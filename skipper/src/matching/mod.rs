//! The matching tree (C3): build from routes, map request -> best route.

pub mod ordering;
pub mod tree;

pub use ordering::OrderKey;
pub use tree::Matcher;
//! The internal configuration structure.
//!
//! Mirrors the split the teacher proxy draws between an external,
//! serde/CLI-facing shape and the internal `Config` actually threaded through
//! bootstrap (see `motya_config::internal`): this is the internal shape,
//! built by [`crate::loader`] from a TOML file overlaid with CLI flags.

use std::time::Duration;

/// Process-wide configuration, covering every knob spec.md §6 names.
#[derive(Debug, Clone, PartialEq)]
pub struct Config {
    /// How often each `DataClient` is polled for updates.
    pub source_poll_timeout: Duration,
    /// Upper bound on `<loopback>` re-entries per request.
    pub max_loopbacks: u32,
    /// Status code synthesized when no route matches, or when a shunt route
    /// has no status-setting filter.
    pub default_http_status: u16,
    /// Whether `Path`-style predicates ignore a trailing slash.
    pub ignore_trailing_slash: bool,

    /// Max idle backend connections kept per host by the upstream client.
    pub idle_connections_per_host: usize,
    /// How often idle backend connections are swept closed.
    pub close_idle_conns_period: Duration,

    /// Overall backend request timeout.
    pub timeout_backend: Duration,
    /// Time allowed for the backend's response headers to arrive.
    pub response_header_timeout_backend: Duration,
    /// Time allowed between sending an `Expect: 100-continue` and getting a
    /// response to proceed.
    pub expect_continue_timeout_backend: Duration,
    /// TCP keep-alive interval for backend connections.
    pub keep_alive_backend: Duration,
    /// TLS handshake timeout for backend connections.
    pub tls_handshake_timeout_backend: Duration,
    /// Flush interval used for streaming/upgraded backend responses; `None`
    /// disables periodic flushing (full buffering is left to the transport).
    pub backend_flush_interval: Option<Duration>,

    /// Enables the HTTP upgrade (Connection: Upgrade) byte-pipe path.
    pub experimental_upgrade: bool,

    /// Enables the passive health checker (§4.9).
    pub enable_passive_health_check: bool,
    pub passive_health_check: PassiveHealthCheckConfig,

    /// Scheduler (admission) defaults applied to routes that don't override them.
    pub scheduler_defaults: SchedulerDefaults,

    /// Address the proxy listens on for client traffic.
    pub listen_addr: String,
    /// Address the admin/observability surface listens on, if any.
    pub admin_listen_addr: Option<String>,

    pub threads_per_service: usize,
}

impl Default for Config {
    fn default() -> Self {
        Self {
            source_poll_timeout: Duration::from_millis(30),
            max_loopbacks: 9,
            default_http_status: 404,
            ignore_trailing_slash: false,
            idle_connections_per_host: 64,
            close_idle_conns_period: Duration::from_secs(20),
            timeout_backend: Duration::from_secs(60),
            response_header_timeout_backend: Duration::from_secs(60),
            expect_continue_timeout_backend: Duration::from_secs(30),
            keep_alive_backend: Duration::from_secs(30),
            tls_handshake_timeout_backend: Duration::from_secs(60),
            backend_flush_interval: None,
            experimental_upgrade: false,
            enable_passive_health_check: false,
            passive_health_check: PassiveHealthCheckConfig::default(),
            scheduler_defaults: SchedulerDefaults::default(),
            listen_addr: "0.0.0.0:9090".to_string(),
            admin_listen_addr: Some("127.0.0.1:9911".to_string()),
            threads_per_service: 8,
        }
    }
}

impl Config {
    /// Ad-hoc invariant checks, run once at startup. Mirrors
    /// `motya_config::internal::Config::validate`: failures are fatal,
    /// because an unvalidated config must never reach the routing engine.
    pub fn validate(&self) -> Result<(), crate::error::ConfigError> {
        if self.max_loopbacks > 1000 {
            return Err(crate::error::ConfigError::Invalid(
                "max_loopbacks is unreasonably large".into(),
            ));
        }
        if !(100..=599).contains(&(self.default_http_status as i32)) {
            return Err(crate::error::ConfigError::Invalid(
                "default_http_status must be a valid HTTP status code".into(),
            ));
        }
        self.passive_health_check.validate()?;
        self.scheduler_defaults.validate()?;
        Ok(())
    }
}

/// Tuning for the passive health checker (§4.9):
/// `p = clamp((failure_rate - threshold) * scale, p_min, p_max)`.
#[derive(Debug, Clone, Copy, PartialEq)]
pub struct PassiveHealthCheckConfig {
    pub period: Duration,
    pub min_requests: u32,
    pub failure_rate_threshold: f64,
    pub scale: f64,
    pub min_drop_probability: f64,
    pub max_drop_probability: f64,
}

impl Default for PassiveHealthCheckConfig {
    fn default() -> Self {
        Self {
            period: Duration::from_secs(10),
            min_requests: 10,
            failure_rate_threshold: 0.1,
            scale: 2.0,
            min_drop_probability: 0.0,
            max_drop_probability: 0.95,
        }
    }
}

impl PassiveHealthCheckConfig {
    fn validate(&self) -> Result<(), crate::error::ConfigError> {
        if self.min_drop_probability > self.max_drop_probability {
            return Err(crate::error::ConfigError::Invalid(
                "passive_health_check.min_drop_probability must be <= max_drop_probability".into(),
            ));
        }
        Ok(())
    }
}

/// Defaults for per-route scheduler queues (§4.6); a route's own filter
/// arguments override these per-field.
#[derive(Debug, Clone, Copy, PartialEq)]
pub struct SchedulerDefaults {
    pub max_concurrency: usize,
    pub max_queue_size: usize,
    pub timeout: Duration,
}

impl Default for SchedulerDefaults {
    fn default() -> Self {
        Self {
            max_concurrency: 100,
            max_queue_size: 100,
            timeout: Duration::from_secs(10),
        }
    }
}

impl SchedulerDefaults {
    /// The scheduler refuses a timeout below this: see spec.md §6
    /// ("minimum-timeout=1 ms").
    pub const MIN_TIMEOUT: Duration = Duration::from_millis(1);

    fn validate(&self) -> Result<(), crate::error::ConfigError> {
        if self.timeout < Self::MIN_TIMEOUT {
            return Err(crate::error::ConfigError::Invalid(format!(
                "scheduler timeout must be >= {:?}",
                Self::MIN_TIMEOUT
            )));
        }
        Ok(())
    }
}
■ ■ ■
__Problem to work on__
Your job is to reproduce the data in full, with every line intact.

__Answer space__
filename skipper/src/matching/mod.rs
//! The matching tree (C3): build from routes, map request -> best route.

pub mod ordering;
pub mod tree;

pub use ordering::OrderKey;
pub use tree::Matcher;
//! The internal configuration structure.
//!
//! Mirrors the split the teacher proxy draws between an external,
//! serde/CLI-facing shape and the internal `Config` actually threaded through
//! bootstrap (see `motya_config::internal`): this is the internal shape,
//! built by [`crate::loader`] from a TOML file overlaid with CLI flags.

use std::time::Duration;

/// Process-wide configuration, covering every knob spec.md §6 names.
#[derive(Debug, Clone, PartialEq)]
pub struct Config {
    /// How often each `DataClient` is polled for updates.
    pub source_poll_timeout: Duration,
    /// Upper bound on `<loopback>` re-entries per request.
    pub max_loopbacks: u32,
    /// Status code synthesized when no route matches, or when a shunt route
    /// has no status-setting filter.
    pub default_http_status: u16,
    /// Whether `Path`-style predicates ignore a trailing slash.
    pub ignore_trailing_slash: bool,

    /// Max idle backend connections kept per host by the upstream client.
    pub idle_connections_per_host: usize,
    /// How often idle backend connections are swept closed.
    pub close_idle_conns_period: Duration,

    /// Overall backend request timeout.
    pub timeout_backend: Duration,
    /// Time allowed for the backend's response headers to arrive.
    pub response_header_timeout_backend: Duration,
    /// Time allowed between sending an `Expect: 100-continue` and getting a
    /// response to proceed.
    pub expect_continue_timeout_backend: Duration,
    /// TCP keep-alive interval for backend connections.
    pub keep_alive_backend: Duration,
    /// TLS handshake timeout for backend connections.
    pub tls_handshake_timeout_backend: Duration,
    /// Flush interval used for streaming/upgraded backend responses; `None`
    /// disables periodic flushing (full buffering is left to the transport).
    pub backend_flush_interval: Option<Duration>,

    /// Enables the HTTP upgrade (Connection: Upgrade) byte-pipe path.
    pub experimental_upgrade: bool,

    /// Enables the passive health checker (§4.9).
    pub enable_passive_health_check: bool,
    pub passive_health_check: PassiveHealthCheckConfig,

    /// Scheduler (admission) defaults applied to routes that don't override them.
    pub scheduler_defaults: SchedulerDefaults,

    /// Address the proxy listens on for client traffic.
    pub listen_addr: String,
    /// Address the admin/observability surface listens on, if any.
    pub admin_listen_addr: Option<String>,

    pub threads_per_service: usize,
}

impl Default for Config {
    fn default() -> Self {
        Self {
            source_poll_timeout: Duration::from_millis(30),
            max_loopbacks: 9,
            default_http_status: 404,
            ignore_trailing_slash: false,
            idle_connections_per_host: 64,
            close_idle_conns_period: Duration::from_secs(20),
            timeout_backend: Duration::from_secs(60),
            response_header_timeout_backend: Duration::from_secs(60),
            expect_continue_timeout_backend: Duration::from_secs(30),
            keep_alive_backend: Duration::from_secs(30),
            tls_handshake_timeout_backend: Duration::from_secs(60),
            backend_flush_interval: None,
            experimental_upgrade: false,
            enable_passive_health_check: false,
            passive_health_check: PassiveHealthCheckConfig::default(),
            scheduler_defaults: SchedulerDefaults::default(),
            listen_addr: "0.0.0.0:9090".to_string(),
            admin_listen_addr: Some("127.0.0.1:9911".to_string()),
            threads_per_service: 8,
        }
    }
}

impl Config {
    /// Ad-hoc invariant checks, run once at startup. Mirrors
    /// `motya_config::internal::Config::validate`: failures are fatal,
    /// because an unvalidated config must never reach the routing engine.
    pub fn validate(&self) -> Result<(), crate::error::ConfigError> {
        if self.max_loopbacks > 1000 {
            return Err(crate::error::ConfigError::Invalid(
                "max_loopbacks is unreasonably large".into(),
            ));
        }
        if !(100..=599).contains(&(self.default_http_status as i32)) {
            return Err(crate::error::ConfigError::Invalid(
                "default_http_status must be a valid HTTP status code".into(),
            ));
        }
        self.passive_health_check.validate()?;
        self.scheduler_defaults.validate()?;
        Ok(())
    }
}

/// Tuning for the passive health checker (§4.9):
/// `p = clamp((failure_rate - threshold) * scale, p_min, p_max)`.
#[derive(Debug, Clone, Copy, PartialEq)]
pub struct PassiveHealthCheckConfig {
    pub period: Duration,
    pub min_requests: u32,
    pub failure_rate_threshold: f64,
    pub scale: f64,
    pub min_drop_probability: f64,
    pub max_drop_probability: f64,
}

impl Default for PassiveHealthCheckConfig {
    fn default() -> Self {
        Self {
            period: Duration::from_secs(10),
            min_requests: 10,
            failure_rate_threshold: 0.1,
            scale: 2.0,
            min_drop_probability: 0.0,
            max_drop_probability: 0.95,
        }
    }
}

impl PassiveHealthCheckConfig {
    fn validate(&self) -> Result<(), crate::error::ConfigError> {
        if self.min_drop_probability > self.max_drop_probability {
            return Err(crate::error::ConfigError::Invalid(
                "passive_health_check.min_drop_probability must be <= max_drop_probability".into(),
            ));
        }
        Ok(())
    }
}

/// Defaults for per-route scheduler queues (§4.6); a route's own filter
/// arguments override these per-field.
#[derive(Debug, Clone, Copy, PartialEq)]
pub struct SchedulerDefaults {
    pub max_concurrency: usize,
    pub max_queue_size: usize,
    pub timeout: Duration,
}

impl Default for SchedulerDefaults {
    fn default() -> Self {
        Self {
            max_concurrency: 100,
            max_queue_size: 100,
            timeout: Duration::from_secs(10),
        }
    }
}

impl SchedulerDefaults {
    /// The scheduler refuses a timeout below this: see spec.md §6
    /// ("minimum-timeout=1 ms").
    pub const MIN_TIMEOUT: Duration = Duration::from_millis(1);

    fn validate(&self) -> Result<(), crate::error::ConfigError> {
        if self.timeout < Self::MIN_TIMEOUT {
            return Err(crate::error::ConfigError::Invalid(format!(
                "scheduler timeout must be >= {:?}",
                Self::MIN_TIMEOUT
            )));
        }
        Ok(())
    }
}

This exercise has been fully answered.